Life in the city isn't always an easy one for deer. In 2002 four people were injured when two deer smashed through the window of a McDonalds in Washington, D.C. In March of this year, a young buck being chased by a dog crashed through the window of a restaurant in Silver Spring, Maryland.
Those particular deer may not have wandered over from Rock Creek Park, but the incidents illustrate the challenges that arise when wildlife populations continue to grow in urban areas, and there are a lot of deer in the D. C. metro area. In 2005 there were an estimated 7,000 collisions between deer and vehicles in just two of the city's suburban counties: Frederick in Virginia and Montgomery in Maryland, and authorities believe some such crashes go unreported.
There certainly aren't anywhere near that number of deer in Rock Creek Park itself, so what's the situation on NPS property?
In 2007, the park's population had reached an estimated 82 deer per square mile. That number doesn't mean much without some perspective, so here are a couple of reference points: Some experts estimate the density of deer in North America prior to the arrival of Europeans was about eight to eleven deer per square mile, and a good estimate of deer density at Rock Creek to allow a healthy forest ecosystem is about 15 to 20 deer per square mile.
Based on those numbers, park managers at Rock Creek share two common questions with their counterparts in federal, state and local parks across much of the country: are there really too many deer in the park, and if so ... what should be done?
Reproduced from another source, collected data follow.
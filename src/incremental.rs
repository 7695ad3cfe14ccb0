use crate::adapter::{insert_statement, insertable_columns, Adapter, Capabilities};
use crate::chunk::substitute_placeholders;
use crate::error::{Error, Result};
use crate::logging::Logger;
use crate::project::{IncrementalConfig, MaterializationKind, ModelMetadata, StartValue, Strategy};
use crate::schema_change::RefreshRunner;
use crate::sql::SqlRewriter;
use crate::state::{format_timestamp, StateManager};
use crate::wrapper::AutoIncrementalWrapper;
use crate::{escape_sql_str, quote_ident, quote_qualified, split_qualified};
use chrono::Utc;
use regex::{Captures, Regex};
use std::collections::HashMap;
use std::sync::OnceLock;

const DEFAULT_WINDOW: &str = "INTERVAL '7 days'";

fn var_re() -> &'static Regex {
    static VAR_RE: OnceLock<Regex> = OnceLock::new();
    VAR_RE.get_or_init(|| {
        Regex::new(
            r#"\{\{\s*var\(\s*['"]([A-Za-z_][A-Za-z0-9_]*)['"]\s*\)\s*\}\}|\$\{([A-Za-z_][A-Za-z0-9_]*)\}"#,
        )
        .expect("valid var regex")
    })
}

/// Wrap bare `'YYYY-MM-DD'` literals in `CAST(... AS DATE)`.
pub fn add_date_casts(condition: &str) -> String {
    static DATE_RE: OnceLock<Regex> = OnceLock::new();
    let re = DATE_RE.get_or_init(|| {
        Regex::new(r"(?i)(\bDATE\s+|\bTIMESTAMP\s+|\bCAST\s*\(\s*)?'(\d{4}-\d{2}-\d{2})'")
            .expect("valid date literal regex")
    });
    re.replace_all(condition, |caps: &Captures| match caps.get(1) {
        Some(_) => caps[0].to_string(),
        None => format!("CAST('{}' AS DATE)", &caps[2]),
    })
    .into_owned()
}

/// Decides between full and incremental loads and runs the three strategies.
pub struct IncrementalExecutor<'a> {
    adapter: &'a dyn Adapter,
    capabilities: Capabilities,
    state: &'a StateManager,
    wrapper: AutoIncrementalWrapper<'a>,
    rewriter: SqlRewriter,
    vars: HashMap<String, String>,
    logger: Logger,
}
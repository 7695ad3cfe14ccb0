use log::Level;

const TARGET: &str = "trex_materialize";

/// Parse a level name the way `TREX_LOG_LEVEL` is written (`warn`, `WARNING`, `4`).
pub fn parse_level(s: &str) -> log::LevelFilter {
    if let Ok(n) = s.trim().parse::<u8>() {
        return match n {
            0 => log::LevelFilter::Off,
            1 => log::LevelFilter::Error,
            2 => log::LevelFilter::Warn,
            3 => log::LevelFilter::Info,
            4 => log::LevelFilter::Debug,
            _ => log::LevelFilter::Trace,
        };
    }
    match s.trim().to_uppercase().as_str() {
        "OFF" => log::LevelFilter::Off,
        "ERROR" => log::LevelFilter::Error,
        "WARN" | "WARNING" => log::LevelFilter::Warn,
        "DEBUG" => log::LevelFilter::Debug,
        "TRACE" => log::LevelFilter::Trace,
        _ => log::LevelFilter::Info,
    }
}

/// Logger handed to every component at construction.
///
/// A root logger only carries a category; `scoped` attaches the model being
/// executed so every record of one materialization can be grepped together.
#[derive(Debug, Clone)]
pub struct Logger {
    category: &'static str,
    model: Option<String>,
}

impl Logger {
    pub fn new(category: &'static str) -> Self {
        Self {
            category,
            model: None,
        }
    }

    pub fn scoped(&self, model: &str) -> Self {
        Self {
            category: self.category,
            model: Some(model.to_string()),
        }
    }

    pub fn with_category(&self, category: &'static str) -> Self {
        Self {
            category,
            model: self.model.clone(),
        }
    }

    pub fn model(&self) -> Option<&str> {
        self.model.as_deref()
    }

    pub fn log(&self, level: Level, message: &str) {
        match &self.model {
            Some(model) => log::log!(
                target: TARGET,
                level,
                "[{}] [model={}] {}",
                self.category,
                model,
                message
            ),
            None => log::log!(target: TARGET, level, "[{}] {}", self.category, message),
        }
    }

    pub fn error(&self, message: &str) {
        self.log(Level::Error, message);
    }

    pub fn warn(&self, message: &str) {
        self.log(Level::Warn, message);
    }

    pub fn info(&self, message: &str) {
        self.log(Level::Info, message);
    }

    pub fn debug(&self, message: &str) {
        self.log(Level::Debug, message);
    }
}

impl Default for Logger {
    fn default() -> Self {
        Logger::new("materialize")
    }
}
That discussion is now officially underway at Rock Creek Park, and the park is preparing an Environmental Impact Statement (EIS) and deer management plan. As part of that process, the park will hold a public meeting from 6:30 p.m. to 9:00 p.m. on Wednesday, September 2, 2009. The meeting will be conducted at the Rock Creek Park Nature Center, 5200 Glover Road, NW, in Washington, D.C. You'll find driving directions on the park website.
You don't have to attend the meeting to comment on the Draft EIS, but you need to know what's in the document before weighing in with an opinion. You can download a copy or pick up a printed version at the Rock Creek Park Nature Center, 5200 Glover Road, NW and at Rock Creek Park Headquarters, 3545 Williamsburg Lane, NW, in Washington, D.C. Additional printed copies are available for review at public libraries near the park in Northwest and Northeast Washington, D.C.
When you're ready, you can send you comments by U. S. Mail or on-line. You'll find the mailing address for written comments here; to submit them on-line, go to this site and click on the "comment on document" link at the upper right corner of that page.)
The comment periods ends on October 2, 2009.
Deer management for the park is a very important decision, but when it comes down to the options available and the opinions that are likely to be expressed, it's a case of rounding up the usual suspects.
The animal rights folks will likely prefer "no action" or non-lethal steps such as sterilization and doe birth control; the pragmatists will likely support the use of proven methods such as trained sharpshooters. It's a problem with no easy answers for the park staff.